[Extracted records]

····················

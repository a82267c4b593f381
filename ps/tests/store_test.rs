//! Integration tests for PrismaStore
//!
//! These exercise the public RecordStore surface against both backends.

use std::sync::Arc;

use chrono::NaiveDate;
use prismastore::{
    Backend, FileBackend, MemoryBackend, Priority, RandomIds, RecordStore, StoreError, TASKS_KEY, TaskPatch,
};
use proptest::prelude::*;
use tempfile::TempDir;

fn date(s: &str) -> NaiveDate {
    s.parse().expect("valid date")
}

async fn run_scenario(backend: Arc<dyn Backend>) {
    let store = RecordStore::open(backend.clone(), Arc::new(RandomIds)).await.unwrap();

    let alice = store.register("alice", "alice@x.com").await.unwrap();
    assert_eq!(store.session().map(|s| s.id), Some(alice.id.clone()));
    assert!(store.list_tasks().await.unwrap().is_empty());

    let task = store
        .create_task("Audit", "", Priority::Medium, date("2024-06-01"))
        .await
        .unwrap();
    assert!(!task.completed);

    store.update_task(&task.id, TaskPatch::completed(true)).await.unwrap();
    let tasks = store.list_tasks().await.unwrap();
    assert_eq!(tasks.len(), 1);
    assert!(tasks[0].completed);
    assert_eq!(tasks[0].title, "Audit");

    store.logout().await.unwrap();
    assert!(store.session().is_none());

    let session = store.login("alice@x.com").await.unwrap();
    assert_eq!(session.id, alice.id);
    let tasks = store.list_tasks().await.unwrap();
    assert_eq!(tasks.len(), 1);
    assert_eq!(tasks[0].id, task.id);
    assert!(tasks[0].completed);
}

// =============================================================================
// End-to-end scenario
// =============================================================================

#[tokio::test]
async fn test_scenario_memory_backend() {
    run_scenario(Arc::new(MemoryBackend::new())).await;
}

#[tokio::test]
async fn test_scenario_file_backend() {
    let temp = TempDir::new().expect("Failed to create temp dir");
    run_scenario(Arc::new(FileBackend::open(temp.path()).unwrap())).await;
}

#[tokio::test]
async fn test_file_backend_survives_reopen() {
    let temp = TempDir::new().expect("Failed to create temp dir");

    let task_id = {
        let store = RecordStore::with_backend(FileBackend::open(temp.path()).unwrap())
            .await
            .unwrap();
        store.register("alice", "alice@x.com").await.unwrap();
        store
            .create_task("Audit", "books", Priority::High, date("2024-06-01"))
            .await
            .unwrap()
            .id
    };

    let store = RecordStore::with_backend(FileBackend::open(temp.path()).unwrap())
        .await
        .unwrap();
    let session = store.session().expect("session restored from disk");
    assert_eq!(session.email, "alice@x.com");

    let tasks = store.list_tasks().await.unwrap();
    assert_eq!(tasks.len(), 1);
    assert_eq!(tasks[0].id, task_id);
    assert_eq!(tasks[0].description, "books");

    store.logout().await.unwrap();
    let store = RecordStore::with_backend(FileBackend::open(temp.path()).unwrap())
        .await
        .unwrap();
    assert!(store.session().is_none());
    assert!(store.list_tasks().await.unwrap().is_empty());
}

#[tokio::test]
async fn test_loads_collections_written_by_browser_client() {
    let temp = TempDir::new().expect("Failed to create temp dir");
    std::fs::write(
        temp.path().join("prisma_flow_users.json"),
        r#"[{"id":"u-k2j4h","username":"alice","email":"alice@x.com","token":"jwt_abc"}]"#,
    )
    .unwrap();
    std::fs::write(
        temp.path().join("prisma_flow_tasks.json"),
        r#"[{"id":"task-9f8e7d6","title":"Audit","description":"","priority":"High","dueDate":"2024-06-01","completed":false,"userId":"u-k2j4h","createdAt":"2024-05-20T10:11:12.345Z"}]"#,
    )
    .unwrap();

    let store = RecordStore::with_backend(FileBackend::open(temp.path()).unwrap())
        .await
        .unwrap();
    assert!(store.session().is_none());

    store.login("alice@x.com").await.unwrap();
    let tasks = store.list_tasks().await.unwrap();
    assert_eq!(tasks.len(), 1);
    assert_eq!(tasks[0].priority, Priority::High);
}

#[tokio::test]
async fn test_corrupt_tasks_file_is_an_error_not_a_reset() {
    let temp = TempDir::new().expect("Failed to create temp dir");
    let backend = Arc::new(FileBackend::open(temp.path()).unwrap());
    let store = RecordStore::open(backend.clone(), Arc::new(RandomIds)).await.unwrap();
    store.register("alice", "alice@x.com").await.unwrap();

    backend.write(TASKS_KEY, "{ not json".to_string()).await.unwrap();

    let err = store.list_tasks().await.unwrap_err();
    assert!(err.is_storage());
    assert!(matches!(err, StoreError::Corrupt { .. }));
    assert_eq!(backend.read(TASKS_KEY).await.unwrap().as_deref(), Some("{ not json"));
}

// =============================================================================
// Listing property
// =============================================================================

#[derive(Debug, Clone)]
enum Op {
    Create { title: String, priority: Priority },
    Complete { pick: usize, completed: bool },
    Rename { pick: usize, title: String },
    Delete { pick: usize },
    DeleteUnknown,
    SwitchAccount,
}

fn op_strategy() -> impl Strategy<Value = Op> {
    let priority = prop::sample::select(Priority::ALL.to_vec());
    prop_oneof![
        3 => ("[a-z]{1,8}", priority).prop_map(|(title, priority)| Op::Create { title, priority }),
        2 => (any::<usize>(), any::<bool>()).prop_map(|(pick, completed)| Op::Complete { pick, completed }),
        1 => (any::<usize>(), "[A-Z]{1,8}").prop_map(|(pick, title)| Op::Rename { pick, title }),
        2 => any::<usize>().prop_map(|pick| Op::Delete { pick }),
        1 => Just(Op::DeleteUnknown),
        1 => Just(Op::SwitchAccount),
    ]
}

/// Reference row: (id, owner email, title, priority, completed)
type ModelRow = (String, &'static str, String, Priority, bool);

async fn apply_ops(ops: Vec<Op>) {
    let store = RecordStore::with_backend(MemoryBackend::new()).await.unwrap();
    store.register("bob", "bob@x.com").await.unwrap();
    store.register("alice", "alice@x.com").await.unwrap();
    let mut active = "alice@x.com";
    let mut model: Vec<ModelRow> = Vec::new();

    for op in ops {
        match op {
            Op::Create { title, priority } => {
                let task = store
                    .create_task(&title, "", priority, date("2024-06-01"))
                    .await
                    .unwrap();
                model.push((task.id, active, title, priority, false));
            }
            Op::Complete { pick, completed } if !model.is_empty() => {
                let idx = pick % model.len();
                let row = &mut model[idx];
                store.update_task(&row.0, TaskPatch::completed(completed)).await.unwrap();
                row.4 = completed;
            }
            Op::Rename { pick, title } if !model.is_empty() => {
                let idx = pick % model.len();
                let row = &mut model[idx];
                let patch = TaskPatch {
                    title: Some(title.clone()),
                    ..Default::default()
                };
                store.update_task(&row.0, patch).await.unwrap();
                row.2 = title;
            }
            Op::Delete { pick } if !model.is_empty() => {
                let row = model.remove(pick % model.len());
                store.delete_task(&row.0).await.unwrap();
            }
            Op::DeleteUnknown => {
                store.delete_task("task-does-not-exist").await.unwrap();
            }
            Op::SwitchAccount => {
                active = if active == "alice@x.com" { "bob@x.com" } else { "alice@x.com" };
                store.login(active).await.unwrap();
            }
            _ => {}
        }

        let listed: Vec<(String, String, Priority, bool)> = store
            .list_tasks()
            .await
            .unwrap()
            .into_iter()
            .map(|t| (t.id, t.title, t.priority, t.completed))
            .collect();
        let expected: Vec<(String, String, Priority, bool)> = model
            .iter()
            .filter(|row| row.1 == active)
            .map(|row| (row.0.clone(), row.2.clone(), row.3, row.4))
            .collect();
        assert_eq!(listed, expected);
    }
}

proptest! {
    #![proptest_config(ProptestConfig::with_cases(64))]

    #[test]
    fn prop_listing_matches_reference_model(ops in prop::collection::vec(op_strategy(), 0..40)) {
        let rt = tokio::runtime::Builder::new_current_thread()
            .enable_all()
            .build()
            .expect("Failed to build runtime");
        rt.block_on(apply_ops(ops));
    }
}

····················

BRIEF:
A word-for-word copy of the lines above from the one with "assert!(err.is_storage());" through the one with "usize, completed: bool", inclusive, is the only output wanted.

WRITTEN SOLUTION:
    assert!(err.is_storage());
    assert!(matches!(err, StoreError::Corrupt { .. }));
    assert_eq!(backend.read(TASKS_KEY).await.unwrap().as_deref(), Some("{ not json"));
}

// =============================================================================
// Listing property
// =============================================================================

#[derive(Debug, Clone)]
enum Op {
    Create { title: String, priority: Priority },
    Complete { pick: usize, completed: bool },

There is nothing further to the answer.